As for the traditional ultrasound CAD system, the selection of feature impacts the performance of final diagnosis. The common feature employed by traditional ultrasound CAD system can be divided into four categories: textural features, morphologic features, model-based features, and descriptor features. The textural feature is one of the earliest adopted features in the ultrasound CAD system. TEM, GLDS, GLCM, and other textual features are widely applied in the classification of liver diseases and breast lesions. The morphologic feature is a powerful feature in the traditional ultrasound CAD system. It contains the prior knowledge of clinicians. Morphologic features like spiculation and depth-to-width ratio are designed according to the experience of clinicians. These features are extracted from the ultrasound image automatically and are extensively adopted in the ultrasound CAD system. Model-based features are based on the backscattered echo of ultrasound images. Nakagami model-based features and K-distribution model-based features are two common model-based features. The descriptor feature is usually summarized from clinical experience. As for the different application, the descriptor feature is different.
The classifiers employed by traditional ultrasound CAD system are divided into 6 categories: linear classifier, Bayesian method, SVM, decision tree, ANN, and AdaBoost. Both of the linear classifier and Bayesian method are common classifiers in the machine learning field. These two classifiers are convenient to use. However, the performance of them is not stable on all of the data. The decision tree is also a simple algorithm, and the complexity of it is low. The SVM is a powerful classifier. It can perform well even in the small dataset. As for ANN, there is no certain rule in the design of ANN. It is flexible and widely applicable. The AdaBoost can integrate the output of weak classifiers to get a robust classification result.

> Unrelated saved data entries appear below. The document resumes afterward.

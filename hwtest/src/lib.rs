//! Keystore test suite.
//!
//! The building blocks of the test-suite runner: the keystore selection, the fixed test seed,
//! the test definitions and the lifecycle of a single test run. Rendering is left to the GUI
//! crate, everything here is plain state and pure transitions.

pub mod detect;
pub mod device;
pub mod diff;
pub mod download;
pub mod interaction;
pub mod keystore;
pub mod result;
pub mod run;
pub mod seed;
pub mod suite;

pub use miniscript;

use std::fmt;

#[derive(Debug, Clone, Copy, PartialEq, Eq, PartialOrd, Ord)]
pub struct Version {
    pub major: u32,
    pub minor: u32,
    pub patch: u32,
}

impl fmt::Display for Version {
    fn fmt(&self, f: &mut fmt::Formatter) -> fmt::Result {
        write!(f, "{}.{}.{}", self.major, self.minor, self.patch)
    }
}

pub const VERSION: Version = Version {
    major: 0,
    minor: 4,
    patch: 0,
};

The largest difference between the deep learning ultrasound CAD system and traditional ultrasound CAD system is the approach of extracting features. In the traditional ultrasound CAD system, the feature is designed by the human. But in the deep learning ultrasound CAD system, the feature is extracted by deep learning network automatically. This paper introduced the newest application of deep learning on the ultrasound CAD system. The application field includes the breast lesion diagnosis, the liver lesion diagnosis, the fetal ultrasound standard plane detection, the thyroid nodule diagnosis, and the carotid ultrasound image classification.
This study summarized the performance of ultrasound CAD in three fields including breast tumor classification, liver diseases, and thyroid nodule diagnosis. It can be seen that the dataset employed by these studies is different. There are huge differences in the size and the modality of the dataset employed by different methods. It is hard to fairly evaluate the performance of different methods utilizing different datasets. The construction of standard dataset for different ultrasound CAD applications is an important task in further studies.
On the other hand, the collection of ultrasound data is also a problem. Deep learning methods require plenty of samples to train the network. However, the size of the dataset employed by most of the studies mentioned above is still small. The shortage of ultrasound samples is one of the obstacles in the way of applying deep learning.
Conflicts of Interest
The authors declare that they have no conflicts of interest.